The flip side of this lack of early joy experiences is that at the same time these infants were not happy, they were experiencing terrifying and painful experiences that DID contribute to increase in the capacity for fear, anxiety and anguish. They were pushing their little shopping carts, as it were, through a completely different part of the store and had them filled with traumas and difficulties, not pleasure and happiness.
We must understand that as these varieties of experiences are happening to the little ones as their brains are developing, every part of their being and body is being altered as well. As we will explore in this text, they end up having an entirely different life because they ended up getting an entire different body – including nervous system, brain, and immune system. Their adaptive genetic potentials made sure this was so, because to all practical appearances, these little people were having to develop a brain that would serve them in a completely toxic, traumatic, dangerous and malevolent world.
When we flush our toilets or let the water out of our bathtubs north of the equator, the water swirls in one direction. If we perform these actions south of the equator, the waters circle in the opposite direction. I believe our bodies have evolved to form themselves in equally distinct opposite ways, depending on whether we were prepared for a safe or a dangerous world. This preparation begins with the stress level of the mother altering her hormones so that the communication has already begun before conception, and hence begins to program the offspring for the world from the start.

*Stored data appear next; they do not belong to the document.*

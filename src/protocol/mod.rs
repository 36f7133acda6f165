//! Wire protocol: envelopes, handler seam, and routing
//!
//! The relay speaks JSON envelopes over a framed transport. This module
//! owns the envelope codec, the closed set of message types, the typed
//! payload schemas, and the router that dispatches decoded envelopes to
//! registered handlers. Payloads stay opaque at the envelope layer so
//! relaying never re-encodes what a peer sent.

pub mod handler;
pub mod message;
pub mod router;

pub use handler::{HandlerRegistry, MessageHandler};
pub use message::{
    DataChannelMessage, Envelope, IceCandidateMessage, MessageType, RegisterRequest,
    RegisterResponse, SdpMessage, UnregisterRequest, UnregisterResponse,
};
pub use router::Router;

This is not unlike a long line of train tracks with switches that are flipped every step of the developmental journey, fine tuning adaptation to either a benevolent or a malevolent world, and sending the fetus and the infant off on an anticipated trajectory like an arrow into the future – be it toxic or be it not. Pointing at any individual and blaming either them or their genes for the long term consequence is neglecting the basic facts of life. Nature provides us with the miraculous ability to make the best of any situation to the best of our abilities. When we witness people with less than perfect lives we need to understand their beginnings and their journey to understand what types of adaptations were called into play along the way.
So on the simplest level the easiest place to begin to look for the directional input of our early genetic programming is to determine what the overall emotion of our current lives is – when we are medication free. There are just the five basic choices: happy, sad, disgusted, angry or scared. I disagree with the “personality experts” that these emotions are simply a reflection of our personality type. We need to know what both the genes and the experiences of our ancestors were to know what those interactions determined for them in the same way we need to know what ours were before we can ever begin to simply assign our emotional tone to our “innate” personalities.

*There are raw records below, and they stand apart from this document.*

impl Hub {
    /// Create a hub with default queue capacities
    pub fn new() -> Self {
        Self::with_options(HubOptions::default())
    }

    /// Create a hub with custom queue capacities
    pub fn with_options(options: HubOptions) -> Self {
        let (register_tx, register_rx) = mpsc::channel(options.register_queue);
        let (unregister_tx, unregister_rx) = mpsc::channel(options.unregister_queue);
        let (broadcast_tx, broadcast_rx) = mpsc::channel(options.broadcast_queue);
        let (send_to_tx, send_to_rx) = mpsc::channel(options.send_queue);
        let (events, _) = broadcast::channel(options.event_capacity);

        Self {
            clients: DashMap::new(),
            register_tx,
            unregister_tx,
            broadcast_tx,
            send_to_tx,
            queues: Mutex::new(Some(Queues {
                register: register_rx,
                unregister: unregister_rx,
                broadcast: broadcast_rx,
                send_to: send_to_rx,
            })),
            events,
            cancel: CancellationToken::new(),
            worker: Mutex::new(None),
            messages_sent: AtomicU64::new(0),
            messages_received: AtomicU64::new(0),
            messages_failed: AtomicU64::new(0),
            started_at: Instant::now(),
        }
    }

    /// Spawn the worker; idempotent after the first successful call
    pub fn start(self: &Arc<Self>) -> Result<()> {
        if self.cancel.is_cancelled() {
            return Err(Error::HubStopped);
        }

        let Some(queues) = self.queues.lock().unwrap().take() else {
            return Ok(()); // already started
        };

        let handle = tokio::spawn(Self::run(Arc::clone(self), queues));
        *self.worker.lock().unwrap() = Some(handle);

        tracing::info!("hub started");
        Ok(())
    }

    /// Stop the worker and close every remaining peer connection
    pub async fn stop(&self) -> Result<()> {
        tracing::info!("stopping hub");
        self.cancel.cancel();

        let worker = self.worker.lock().unwrap().take();
        if let Some(worker) = worker {
            let _ = worker.await;
        }

        let clients: Vec<Arc<dyn Client>> = self
            .clients
            .iter()
            .map(|entry| Arc::clone(entry.value()))
            .collect();
        self.clients.clear();

        for client in clients {
            client.close().await;
        }

        tracing::info!("hub stopped");
        Ok(())
    }

    /// Enqueue a registration
    ///
    /// The enqueue itself never blocks. The returned channel resolves
    /// with the worker's authoritative decision: `true` once the client
    /// is in the registry, `false` when the id was already taken. The
    /// channel errors if the hub stops before the request is processed.
    pub fn register(&self, client: Arc<dyn Client>) -> Result<oneshot::Receiver<bool>> {
        if self.cancel.is_cancelled() {
            return Err(Error::HubStopped);
        }

        let (reply, accepted) = oneshot::channel();
        match self.register_tx.try_send(Registration { client, reply }) {
            Ok(()) => Ok(accepted),
            Err(TrySendError::Full(_)) => Err(Error::HubQueueFull { queue: "register" }),
            Err(TrySendError::Closed(_)) => Err(Error::HubStopped),
        }
    }

    /// Enqueue an unregistration
    pub fn unregister(&self, client_id: impl Into<String>) -> Result<()> {
        if self.cancel.is_cancelled() {
            return Err(Error::HubStopped);
        }

        match self.unregister_tx.try_send(client_id.into()) {
            Ok(()) => Ok(()),
            Err(TrySendError::Full(_)) => Err(Error::HubQueueFull { queue: "unregister" }),
            Err(TrySendError::Closed(_)) => Err(Error::HubStopped),
        }
    }

    /// Enqueue a targeted delivery
    pub fn send_to(&self, client_id: impl Into<String>, message: Bytes) -> Result<()> {
        if self.cancel.is_cancelled() {
            return Err(Error::HubStopped);
        }

        let delivery = Delivery {
            client_id: client_id.into(),
            message,
        };
        match self.send_to_tx.try_send(delivery) {
            Ok(()) => {
                self.messages_received.fetch_add(1, Ordering::Relaxed);
                Ok(())
            }
            Err(TrySendError::Full(_)) => Err(Error::HubQueueFull { queue: "send_to" }),
            Err(TrySendError::Closed(_)) => Err(Error::HubStopped),
        }
    }

    /// Enqueue a fanout to every registered peer
    pub fn broadcast(&self, message: Bytes) -> Result<()> {
        if self.cancel.is_cancelled() {
            return Err(Error::HubStopped);
        }

        match self.broadcast_tx.try_send(message) {
            Ok(()) => {
                self.messages_received.fetch_add(1, Ordering::Relaxed);
                Ok(())
            }
            Err(TrySendError::Full(_)) => Err(Error::HubQueueFull { queue: "broadcast" }),
            Err(TrySendError::Closed(_)) => Err(Error::HubStopped),
        }
    }

    /// Look up a registered client
    pub fn get_client(&self, client_id: &str) -> Option<Arc<dyn Client>> {
        self.clients
            .get(client_id)
            .map(|entry| Arc::clone(entry.value()))
    }

    /// Number of registered clients
    pub fn client_count(&self) -> usize {
        self.clients.len()
    }

    /// Snapshot of hub counters
    pub fn stats(&self) -> HubStats {
        HubStats {
            connected_clients: self.clients.len(),
            messages_sent: self.messages_sent.load(Ordering::Relaxed),
            messages_received: self.messages_received.load(Ordering::Relaxed),
            messages_failed: self.messages_failed.load(Ordering::Relaxed),
            uptime_seconds: self.started_at.elapsed().as_secs_f64(),
        }
    }

    /// Subscribe to hub lifecycle events
    pub fn subscribe(&self) -> broadcast::Receiver<HubEvent> {
        self.events.subscribe()
    }

    /// Worker loop: the only place the registry is mutated
    async fn run(hub: Arc<Hub>, mut queues: Queues) {
        loop {
            tokio::select! {
                _ = hub.cancel.cancelled() => break,
                Some(registration) = queues.register.recv() => hub.handle_register(registration),
                Some(client_id) = queues.unregister.recv() => hub.handle_unregister(&client_id).await,
                Some(message) = queues.broadcast.recv() => hub.handle_broadcast(message),
                Some(delivery) = queues.send_to.recv() => hub.handle_send_to(delivery),
            }
        }

        tracing::debug!("hub worker stopped");
    }

    fn handle_register(&self, registration: Registration) {
        let Registration { client, reply } = registration;
        let client_id = client.id().to_string();

        // Duplicate registration is a no-op: exactly one client per id.
        // The reply tells the register handler whether it lost the race.
        if self.clients.contains_key(&client_id) {
            tracing::warn!(client_id = %client_id, "client already registered");
            let _ = reply.send(false);
            return;
        }

        self.clients.insert(client_id.clone(), client);

        tracing::info!(
            client_id = %client_id,
            total_clients = self.clients.len(),
            "client registered"
        );
        let _ = self.events.send(HubEvent::ClientRegistered { client_id });
        let _ = reply.send(true);
    }

    async fn handle_unregister(&self, client_id: &str) {
        let Some((_, client)) = self.clients.remove(client_id) else {
            return;
        };

        client.close().await;

        tracing::info!(
            client_id = %client_id,
            total_clients = self.clients.len(),
            "client unregistered"
        );
        let _ = self.events.send(HubEvent::ClientUnregistered {
            client_id: client_id.to_string(),
        });
    }

    fn handle_send_to(&self, delivery: Delivery) {
        let Delivery { client_id, message } = delivery;

        let Some(client) = self.get_client(&client_id) else {
            tracing::warn!(client_id = %client_id, "client not found, dropping message");
            let _ = self.events.send(HubEvent::MessageDropped { client_id });
            return;
        };

        let bytes = message.len();
        match client.send(message) {
            Ok(()) => {
                self.messages_sent.fetch_add(1, Ordering::Relaxed);
                let _ = self
                    .events
                    .send(HubEvent::MessageForwarded { client_id, bytes });
            }
            Err(error) => {
                self.messages_failed.fetch_add(1, Ordering::Relaxed);
                tracing::error!(
                    client_id = %client_id,
                    error = %error,
                    "failed to send to client"
                );
                let _ = self.events.send(HubEvent::MessageDropped { client_id });
            }
        }
    }

    fn handle_broadcast(&self, message: Bytes) {
        // Snapshot so no shard lock is held while enqueueing.
        let clients: Vec<Arc<dyn Client>> = self
            .clients
            .iter()
            .map(|entry| Arc::clone(entry.value()))
            .collect();

        let mut success_count = 0usize;
        let mut error_count = 0usize;

        for client in clients {
            match client.send(message.clone()) {
                Ok(()) => {
                    success_count += 1;
                    self.messages_sent.fetch_add(1, Ordering::Relaxed);
                }
                Err(error) => {
                    error_count += 1;
                    self.messages_failed.fetch_add(1, Ordering::Relaxed);
                    tracing::error!(
                        client_id = %client.id(),
                        error = %error,
                        "failed to send to client"
                    );
                }
            }
        }

        tracing::debug!(
            success_count = success_count,
            error_count = error_count,
            "broadcast complete"
        );
    }
}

This isn’t about personality so much as it is about what the environment has communicated to our genetic material about the state of the world we are being formed to fit into. I do not believe that “enlightenment” is so much about feeling blissful as it is about becoming informed about the facts of our existence as interactional, evolved and evolving beings in relationship with our environment. This in-forming is worth more than all the bliss in the world because it will reflect a state of fact in reality that THEN becomes something we can being to consciously moderate toward a different end – within reason and within bounds.
When we look back on our cave dwelling, stone age history we see that originally we survived using very few tools. In my book, I will say that we have a club in one hand and a spear with a large stone tip point in the other. Once we determine what our basic emotional overriding emotional tone is, that can be our spear. The nature of our club is equally as simple to determine: Where do we fall on the spectrum or continuum of sensitivity?
Just as we know that our overall emotional tone was completely influenced by the interaction of our genetic self with our environmental influences, so too was our natural sensitivity alignment equally influenced. But even though our natural sensitivity was influenced by our experience, we naturally all fall more toward one end than the other. Do we detect only the largest disturbances we encounter, or do we notice the tiniest variations in our environment? It’s that simple. Do we notice what LOOMS or do we notice what FLUTTERS?
I refer to this continuum as being our club because I believe the whole spectrum of variation in human types is simply a reflection of our place in the energy give-and-take as it developed in our species through time in relation to a vital, necessary, efficient division of labor based on who had what kind of proficiency potential. It quite being possible for everyone to be equally as capable at performing all the kinds of jobs that needed to be done within our groups a long, long time ago. Some were the hunters with the big stick clubs to bash and bring down the big game. Others were provided with the more delicate sticks that allowed us to poke around in the bushes and dirt to find the plants.
I would much rather think about all the degrees of differences and similarities between myself in relation to others not in “psychiatric” terms but in the practical terms of who is better prepared to interact with the environment in what ways, using which abilities, to contribute what kind of energy to the whole? Are we, most simply put, hunters or gathers? Are we animal chasing clubbing people or are we find the vital plants in the right season in the right place people? Are we plant people or are we animal people?
I like thinking about who we are as individuals in these terms because it makes me smile. It provides me with all sorts of comedic visuals that are connected to the most ancient, ancient experiences of my species. I can entertain myself with the visuals of fishing, say, that would have required a unique combinations of skills perhaps having been developed very well within a group of people who were on the middle of the loom-flutter range. I can imagine the frustration, the desperation, the detached-point-of-view humor of me today imagining situations in the past when someone whose constitution allowed them to bring down the lion or the mammoth stomping through a meadow trying to find a delicate plant needed to heal a particular ailment, not knowing what to look for or where, stomping to death a wide path full of vital life and ending up empty handed. I can imagine the tiny relationship plant people with their fist full of willow sticks trying to swat a bison to death and being knocked flat on their hind end or worse, again ending up empty handed.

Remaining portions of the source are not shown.